==== DATA SHOWN

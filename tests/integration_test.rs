// file: tests/integration_test.rs
// version: 1.0.0
// guid: 1c1c0e00-2631-41d2-b8ad-7c53d5050110

//! Integration tests for the ZFS install configuration tool

use std::collections::HashMap;
use tempfile::TempDir;
use zfs_install_config::{
    config::{loader::ConfigLoader, ZfsConfig},
    error::ConfigError,
    reporter::ProgressReporter,
    Result,
};

/// Loader with an empty environment overlay, so the surrounding process
/// environment can never leak into a test
fn loader_without_process_env() -> ConfigLoader {
    ConfigLoader::with_env(HashMap::new())
}

#[test]
fn test_full_config_loading() -> Result<()> {
    let temp_dir = TempDir::new().unwrap();

    // Covers quoting, comments, booleans, and both list forms
    let config_content = r#"
# Installer settings for the mail host
DISK=/dev/nvme0n1
HOSTNAME=mail2
TZ='Europe/Berlin'
POOL_R=tank
POOL_B=boot-pool
ARC_MAX_MB=4096  # plenty for a restore
ENCRYPT=yes
FORCE=1
NEW_USER=admin
NEW_USER_SUDO=true
SSH_IMPORT_IDS="gh:user1 gh:user2"
PERMIT_ROOT_LOGIN=no
PASSWORD_AUTH=off
CI_DATASOURCES=[NoCloud,Ec2]
"#;

    let config_path = temp_dir.path().join("installer.env");
    std::fs::write(&config_path, config_content)?;

    let loader = loader_without_process_env();
    let config = loader.load(&config_path)?;

    assert_eq!(config.disk, "/dev/nvme0n1");
    assert_eq!(config.hostname, "mail2");
    assert_eq!(config.timezone, "Europe/Berlin");
    assert_eq!(config.pool_root, "tank");
    assert_eq!(config.pool_boot, "boot-pool");
    assert_eq!(config.arc_max_mb, 4096);
    assert!(config.encrypt);
    assert!(config.force);
    assert_eq!(config.new_user.as_deref(), Some("admin"));
    assert!(config.new_user_sudo);
    assert_eq!(config.ssh_import_ids, vec!["gh:user1", "gh:user2"]);
    assert_eq!(config.permit_root_login, "no");
    assert!(!config.password_auth);
    assert_eq!(config.ci_datasources, vec!["NoCloud", "Ec2"]);

    Ok(())
}

#[test]
fn test_missing_file_falls_back_to_defaults() -> Result<()> {
    let loader = loader_without_process_env();
    let config = loader.load("/nonexistent/installer.env")?;

    assert_eq!(config, ZfsConfig::default());
    Ok(())
}

#[test]
fn test_partition_disk_is_rejected() {
    let temp_dir = TempDir::new().unwrap();
    let config_path = temp_dir.path().join("installer.env");
    std::fs::write(&config_path, "DISK=/dev/sda1\n").unwrap();

    let loader = loader_without_process_env();
    let result = loader.load(&config_path);

    assert!(result.is_err());
    let error = result.unwrap_err();
    assert!(error.to_string().contains("appears to be a partition"));
}

#[test]
fn test_collected_violations_keep_check_order() {
    let temp_dir = TempDir::new().unwrap();
    let config_path = temp_dir.path().join("installer.env");
    std::fs::write(
        &config_path,
        "DISK=sda\nHOSTNAME=bad host\nARC_MAX_MB=32\n",
    )
    .unwrap();

    let loader = loader_without_process_env();
    let error = loader.load(&config_path).unwrap_err();

    match error {
        ConfigError::Validation(violations) => {
            assert_eq!(violations.len(), 3);
            assert_eq!(violations[0], "Invalid disk path: sda");
            assert_eq!(violations[1], "Invalid hostname: bad host");
            assert_eq!(violations[2], "ARC max too small: 32MB");
        }
        other => panic!("expected a validation error, got: {}", other),
    }
}

#[test]
fn test_env_overrides_file() -> Result<()> {
    let temp_dir = TempDir::new().unwrap();
    let config_path = temp_dir.path().join("installer.env");
    std::fs::write(&config_path, "HOSTNAME=from-file\nDISK=/dev/sdb\n")?;

    let mut loader = loader_without_process_env();
    loader.set_env_var("HOSTNAME".to_string(), "from-env".to_string());
    let config = loader.load(&config_path)?;

    assert_eq!(config.hostname, "from-env");
    assert_eq!(config.disk, "/dev/sdb");
    Ok(())
}

#[test]
fn test_round_trip_through_env_file() -> Result<()> {
    let original = ZfsConfig {
        disk: "/dev/vdb".to_string(),
        hostname: "restore-target".to_string(),
        arc_max_mb: 8192,
        encrypt: true,
        new_user: Some("operator".to_string()),
        ssh_import_ids: vec!["gh:one".to_string(), "gh:two".to_string()],
        ci_datasources: vec!["NoCloud".to_string()],
        ..ZfsConfig::default()
    };

    // Dump to a file the way the shell workflow would persist it
    let temp_dir = TempDir::new().unwrap();
    let config_path = temp_dir.path().join("dump.env");
    let mut content = String::new();
    for (key, value) in original.to_env_vars() {
        content.push_str(&format!("{}={}\n", key, value));
    }
    std::fs::write(&config_path, content)?;

    let loader = loader_without_process_env();
    let restored = loader.load(&config_path)?;

    assert_eq!(restored, original);
    Ok(())
}

#[test]
fn test_json_dump_has_documented_shape() -> Result<()> {
    let config = ZfsConfig::default();
    let json = serde_json::to_string_pretty(&config)?;
    let value: serde_json::Value = serde_json::from_str(&json)?;

    assert_eq!(value["disk"], "/dev/sda");
    assert_eq!(value["hostname"], "mail1");
    assert_eq!(value["arc_max_mb"], 2048);
    assert_eq!(value["new_user"], serde_json::Value::Null);
    assert_eq!(value["permit_root_login"], "prohibit-password");
    assert_eq!(
        value["ci_datasources"],
        serde_json::json!(["ConfigDrive", "NoCloud", "Ec2"])
    );
    Ok(())
}

#[test]
fn test_installer_workflow_reporting() -> Result<()> {
    let mut reporter = ProgressReporter::with_color(3, false);

    // The wrapping workflow loads the configuration as its first step
    let load_idx = reporter.start_step("load_config", "Loading configuration");
    let loader = loader_without_process_env();
    let config = loader.load("/nonexistent/installer.env")?;
    reporter.complete_step(load_idx, Some("configuration loaded"));

    let validate_idx = reporter.start_step("validate", "Validating configuration");
    config.validate()?;
    reporter.complete_step(validate_idx, None);

    let partition_idx = reporter.start_step("partition", "Partitioning disk");
    reporter.fail_step(partition_idx, "device busy");

    let snapshot = reporter.status_snapshot();
    assert_eq!(snapshot.total_steps, 3);
    assert_eq!(snapshot.completed_steps, 2);
    assert_eq!(snapshot.failed_steps, 1);

    let summary = reporter.render_summary();
    assert!(summary.contains("Steps completed: 2/3"));
    assert!(summary.contains("Steps failed: 1"));
    assert!(summary.contains("3. partition: device busy"));

    Ok(())
}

========

Report each line of the listing above that uses the word "value".

    for (key, value) in original.to_env_vars() {
        content.push_str(&format!("{}={}\n", key, value));
    let value: serde_json::Value = serde_json::from_str(&json)?;
    assert_eq!(value["disk"], "/dev/sda");
    assert_eq!(value["hostname"], "mail1");
    assert_eq!(value["arc_max_mb"], 2048);
    assert_eq!(value["new_user"], serde_json::Value::Null);
    assert_eq!(value["permit_root_login"], "prohibit-password");
        value["ci_datasources"],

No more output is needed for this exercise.